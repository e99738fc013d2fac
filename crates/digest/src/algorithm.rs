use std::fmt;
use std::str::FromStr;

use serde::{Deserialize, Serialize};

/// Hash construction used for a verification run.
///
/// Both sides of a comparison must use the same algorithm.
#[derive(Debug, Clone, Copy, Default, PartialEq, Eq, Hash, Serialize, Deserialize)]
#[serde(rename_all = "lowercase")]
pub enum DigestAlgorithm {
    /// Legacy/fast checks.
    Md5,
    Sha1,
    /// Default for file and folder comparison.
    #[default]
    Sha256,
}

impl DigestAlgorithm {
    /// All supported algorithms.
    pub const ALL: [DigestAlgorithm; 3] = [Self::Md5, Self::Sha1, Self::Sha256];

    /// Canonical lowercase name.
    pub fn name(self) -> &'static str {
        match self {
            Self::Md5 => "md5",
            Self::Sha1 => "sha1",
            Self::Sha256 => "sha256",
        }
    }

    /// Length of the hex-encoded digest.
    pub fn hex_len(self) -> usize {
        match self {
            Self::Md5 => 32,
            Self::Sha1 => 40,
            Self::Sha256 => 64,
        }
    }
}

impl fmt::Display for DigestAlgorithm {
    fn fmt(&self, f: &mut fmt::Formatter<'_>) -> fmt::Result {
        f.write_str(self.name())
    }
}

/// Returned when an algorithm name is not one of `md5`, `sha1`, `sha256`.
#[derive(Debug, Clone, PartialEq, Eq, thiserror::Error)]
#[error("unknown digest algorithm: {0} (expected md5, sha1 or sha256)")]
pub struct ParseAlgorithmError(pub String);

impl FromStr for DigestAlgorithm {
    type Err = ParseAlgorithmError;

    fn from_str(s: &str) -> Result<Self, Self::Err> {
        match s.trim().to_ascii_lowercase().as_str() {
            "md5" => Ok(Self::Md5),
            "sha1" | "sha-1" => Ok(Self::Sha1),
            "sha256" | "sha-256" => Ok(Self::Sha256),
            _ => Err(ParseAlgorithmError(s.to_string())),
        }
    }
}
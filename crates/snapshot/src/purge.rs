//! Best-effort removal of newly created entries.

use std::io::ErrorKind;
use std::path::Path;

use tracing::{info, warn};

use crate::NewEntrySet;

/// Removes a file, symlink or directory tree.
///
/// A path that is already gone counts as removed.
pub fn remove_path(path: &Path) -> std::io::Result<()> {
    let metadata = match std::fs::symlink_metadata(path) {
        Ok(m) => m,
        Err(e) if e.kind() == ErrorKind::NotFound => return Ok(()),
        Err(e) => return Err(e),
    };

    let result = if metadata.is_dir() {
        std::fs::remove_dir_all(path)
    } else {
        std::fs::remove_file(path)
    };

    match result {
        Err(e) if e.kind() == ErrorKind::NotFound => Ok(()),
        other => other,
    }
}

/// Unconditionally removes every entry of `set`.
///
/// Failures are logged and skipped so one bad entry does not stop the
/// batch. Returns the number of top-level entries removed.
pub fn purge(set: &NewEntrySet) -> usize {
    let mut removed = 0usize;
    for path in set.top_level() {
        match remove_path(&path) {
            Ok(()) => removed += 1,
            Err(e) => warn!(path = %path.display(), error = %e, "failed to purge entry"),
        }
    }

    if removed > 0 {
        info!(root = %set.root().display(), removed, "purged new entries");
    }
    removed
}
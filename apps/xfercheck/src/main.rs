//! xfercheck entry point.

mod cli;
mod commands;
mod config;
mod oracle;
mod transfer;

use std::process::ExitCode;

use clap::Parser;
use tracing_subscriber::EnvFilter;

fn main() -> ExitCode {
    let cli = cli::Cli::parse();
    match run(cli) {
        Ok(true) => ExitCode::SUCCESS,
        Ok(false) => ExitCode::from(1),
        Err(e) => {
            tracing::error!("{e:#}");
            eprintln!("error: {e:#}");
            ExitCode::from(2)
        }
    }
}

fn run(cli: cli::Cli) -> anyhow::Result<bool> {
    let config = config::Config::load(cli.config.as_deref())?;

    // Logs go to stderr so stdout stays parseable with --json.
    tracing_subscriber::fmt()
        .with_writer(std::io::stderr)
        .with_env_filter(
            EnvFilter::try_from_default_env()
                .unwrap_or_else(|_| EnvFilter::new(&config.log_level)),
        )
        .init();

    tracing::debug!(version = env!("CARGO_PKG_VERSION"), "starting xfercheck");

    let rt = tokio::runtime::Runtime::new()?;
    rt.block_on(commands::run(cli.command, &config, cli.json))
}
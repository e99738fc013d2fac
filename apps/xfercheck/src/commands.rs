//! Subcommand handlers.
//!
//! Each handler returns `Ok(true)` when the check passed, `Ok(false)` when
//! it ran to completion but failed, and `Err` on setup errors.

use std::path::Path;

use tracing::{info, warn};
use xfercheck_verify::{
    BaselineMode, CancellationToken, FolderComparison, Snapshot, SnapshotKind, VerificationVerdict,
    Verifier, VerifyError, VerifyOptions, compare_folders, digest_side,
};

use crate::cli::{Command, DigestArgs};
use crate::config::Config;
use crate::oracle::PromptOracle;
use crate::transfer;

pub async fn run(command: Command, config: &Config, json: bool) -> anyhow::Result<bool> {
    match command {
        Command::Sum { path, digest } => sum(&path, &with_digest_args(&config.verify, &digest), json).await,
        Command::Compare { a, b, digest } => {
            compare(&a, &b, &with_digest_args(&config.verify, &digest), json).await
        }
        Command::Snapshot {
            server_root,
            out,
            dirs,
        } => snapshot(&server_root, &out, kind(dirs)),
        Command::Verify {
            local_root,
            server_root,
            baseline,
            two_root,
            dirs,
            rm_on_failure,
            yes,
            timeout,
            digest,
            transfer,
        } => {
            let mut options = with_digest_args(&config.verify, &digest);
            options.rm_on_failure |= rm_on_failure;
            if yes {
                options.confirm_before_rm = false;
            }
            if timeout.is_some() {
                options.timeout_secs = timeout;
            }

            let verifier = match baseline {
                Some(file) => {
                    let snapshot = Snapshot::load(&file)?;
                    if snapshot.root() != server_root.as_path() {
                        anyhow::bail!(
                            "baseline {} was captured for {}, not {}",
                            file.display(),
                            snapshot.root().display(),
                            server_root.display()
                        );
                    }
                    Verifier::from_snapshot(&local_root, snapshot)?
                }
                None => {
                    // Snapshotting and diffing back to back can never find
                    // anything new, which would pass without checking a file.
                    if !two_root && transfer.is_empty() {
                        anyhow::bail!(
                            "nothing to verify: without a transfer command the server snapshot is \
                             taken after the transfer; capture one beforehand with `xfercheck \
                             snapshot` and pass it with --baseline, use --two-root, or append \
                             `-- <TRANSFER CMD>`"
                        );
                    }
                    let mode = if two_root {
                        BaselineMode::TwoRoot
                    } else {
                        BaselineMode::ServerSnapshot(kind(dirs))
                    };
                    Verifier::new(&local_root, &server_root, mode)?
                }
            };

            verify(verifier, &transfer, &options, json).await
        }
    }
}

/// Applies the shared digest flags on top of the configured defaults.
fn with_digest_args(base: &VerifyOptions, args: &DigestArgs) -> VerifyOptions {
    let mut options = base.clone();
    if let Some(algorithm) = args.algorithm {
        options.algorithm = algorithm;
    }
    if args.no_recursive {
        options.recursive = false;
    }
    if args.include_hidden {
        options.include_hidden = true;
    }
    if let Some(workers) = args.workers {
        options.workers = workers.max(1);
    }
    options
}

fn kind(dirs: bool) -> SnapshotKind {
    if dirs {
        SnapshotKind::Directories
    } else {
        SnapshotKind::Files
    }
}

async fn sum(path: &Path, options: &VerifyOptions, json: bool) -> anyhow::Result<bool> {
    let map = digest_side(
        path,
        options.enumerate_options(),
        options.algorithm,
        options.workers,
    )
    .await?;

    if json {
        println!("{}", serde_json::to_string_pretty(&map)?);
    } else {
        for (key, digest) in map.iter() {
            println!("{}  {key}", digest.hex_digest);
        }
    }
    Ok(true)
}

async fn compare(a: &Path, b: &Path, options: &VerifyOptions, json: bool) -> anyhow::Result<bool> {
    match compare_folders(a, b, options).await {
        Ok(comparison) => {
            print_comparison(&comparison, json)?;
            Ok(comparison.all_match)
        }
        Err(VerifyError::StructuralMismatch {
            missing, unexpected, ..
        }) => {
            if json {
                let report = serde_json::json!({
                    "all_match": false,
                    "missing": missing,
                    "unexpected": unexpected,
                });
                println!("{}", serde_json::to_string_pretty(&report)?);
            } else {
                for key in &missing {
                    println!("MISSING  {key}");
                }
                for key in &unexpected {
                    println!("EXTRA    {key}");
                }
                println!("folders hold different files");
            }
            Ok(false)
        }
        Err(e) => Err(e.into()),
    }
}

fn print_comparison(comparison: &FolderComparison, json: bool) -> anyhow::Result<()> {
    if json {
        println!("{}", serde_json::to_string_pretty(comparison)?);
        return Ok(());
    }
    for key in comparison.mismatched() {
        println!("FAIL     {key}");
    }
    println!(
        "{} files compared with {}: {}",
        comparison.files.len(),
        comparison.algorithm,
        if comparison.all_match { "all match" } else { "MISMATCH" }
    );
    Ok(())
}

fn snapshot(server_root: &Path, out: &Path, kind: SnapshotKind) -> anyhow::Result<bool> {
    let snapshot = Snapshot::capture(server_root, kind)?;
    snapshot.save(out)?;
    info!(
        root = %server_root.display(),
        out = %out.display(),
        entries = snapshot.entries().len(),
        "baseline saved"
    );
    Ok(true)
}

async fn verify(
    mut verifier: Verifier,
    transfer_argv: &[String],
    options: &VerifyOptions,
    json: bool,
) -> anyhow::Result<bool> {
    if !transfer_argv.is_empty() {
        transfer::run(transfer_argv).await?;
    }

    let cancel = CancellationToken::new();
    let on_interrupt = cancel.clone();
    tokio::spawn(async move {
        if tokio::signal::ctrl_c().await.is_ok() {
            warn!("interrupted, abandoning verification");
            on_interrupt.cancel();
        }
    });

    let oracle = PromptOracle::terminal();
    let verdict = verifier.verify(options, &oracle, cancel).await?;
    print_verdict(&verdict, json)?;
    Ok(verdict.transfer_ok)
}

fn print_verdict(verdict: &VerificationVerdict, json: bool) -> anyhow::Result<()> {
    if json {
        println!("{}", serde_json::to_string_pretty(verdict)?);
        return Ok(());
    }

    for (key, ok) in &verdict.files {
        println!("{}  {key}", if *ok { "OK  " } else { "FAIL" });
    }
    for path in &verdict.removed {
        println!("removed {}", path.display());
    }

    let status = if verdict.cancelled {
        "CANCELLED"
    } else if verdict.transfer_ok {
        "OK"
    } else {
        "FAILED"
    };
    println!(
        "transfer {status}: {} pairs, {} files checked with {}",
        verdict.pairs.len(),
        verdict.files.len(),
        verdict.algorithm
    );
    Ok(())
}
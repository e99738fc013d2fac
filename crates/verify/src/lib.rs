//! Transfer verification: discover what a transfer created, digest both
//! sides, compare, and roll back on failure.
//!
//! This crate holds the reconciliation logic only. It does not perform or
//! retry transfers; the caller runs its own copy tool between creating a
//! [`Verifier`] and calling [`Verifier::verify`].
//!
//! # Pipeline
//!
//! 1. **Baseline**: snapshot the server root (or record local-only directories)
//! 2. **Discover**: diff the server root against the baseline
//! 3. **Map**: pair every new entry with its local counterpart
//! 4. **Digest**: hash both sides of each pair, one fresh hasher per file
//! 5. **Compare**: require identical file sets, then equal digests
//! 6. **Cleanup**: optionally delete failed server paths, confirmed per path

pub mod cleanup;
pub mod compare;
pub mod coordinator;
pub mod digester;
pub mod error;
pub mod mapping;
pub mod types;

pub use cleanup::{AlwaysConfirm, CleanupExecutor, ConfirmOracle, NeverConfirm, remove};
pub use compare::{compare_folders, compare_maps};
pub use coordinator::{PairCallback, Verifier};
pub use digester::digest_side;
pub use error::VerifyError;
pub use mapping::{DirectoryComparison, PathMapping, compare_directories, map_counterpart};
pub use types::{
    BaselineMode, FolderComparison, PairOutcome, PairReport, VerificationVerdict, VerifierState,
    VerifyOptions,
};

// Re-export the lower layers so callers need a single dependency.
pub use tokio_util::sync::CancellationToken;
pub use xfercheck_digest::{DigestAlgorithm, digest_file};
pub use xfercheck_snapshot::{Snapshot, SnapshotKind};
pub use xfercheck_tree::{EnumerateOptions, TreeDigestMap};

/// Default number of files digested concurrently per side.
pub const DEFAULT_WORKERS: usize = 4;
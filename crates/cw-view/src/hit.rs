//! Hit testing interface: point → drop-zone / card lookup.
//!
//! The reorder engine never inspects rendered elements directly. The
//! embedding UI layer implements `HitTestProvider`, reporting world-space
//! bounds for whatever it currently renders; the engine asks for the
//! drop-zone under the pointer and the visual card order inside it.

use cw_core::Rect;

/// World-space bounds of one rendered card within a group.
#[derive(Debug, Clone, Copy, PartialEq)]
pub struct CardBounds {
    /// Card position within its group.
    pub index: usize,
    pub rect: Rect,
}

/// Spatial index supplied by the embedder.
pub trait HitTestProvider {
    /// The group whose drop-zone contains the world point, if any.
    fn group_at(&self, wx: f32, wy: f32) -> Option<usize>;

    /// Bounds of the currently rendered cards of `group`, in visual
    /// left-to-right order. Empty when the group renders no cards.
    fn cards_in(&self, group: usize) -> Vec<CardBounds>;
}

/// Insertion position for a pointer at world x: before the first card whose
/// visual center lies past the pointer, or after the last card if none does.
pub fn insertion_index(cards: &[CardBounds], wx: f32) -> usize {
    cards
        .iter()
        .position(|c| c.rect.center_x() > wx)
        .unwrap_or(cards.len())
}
+--
-- PROBLEM REQUIREMENTS --
Where a line of the entries contains the word "BaselineMode", copy that line.

-- ANSWER SPACE --
    BaselineMode, CancellationToken, FolderComparison, Snapshot, SnapshotKind, VerificationVerdict,
                        BaselineMode::TwoRoot
                        BaselineMode::ServerSnapshot(kind(dirs))
    BaselineMode, FolderComparison, PairOutcome, PairReport, VerificationVerdict, VerifierState,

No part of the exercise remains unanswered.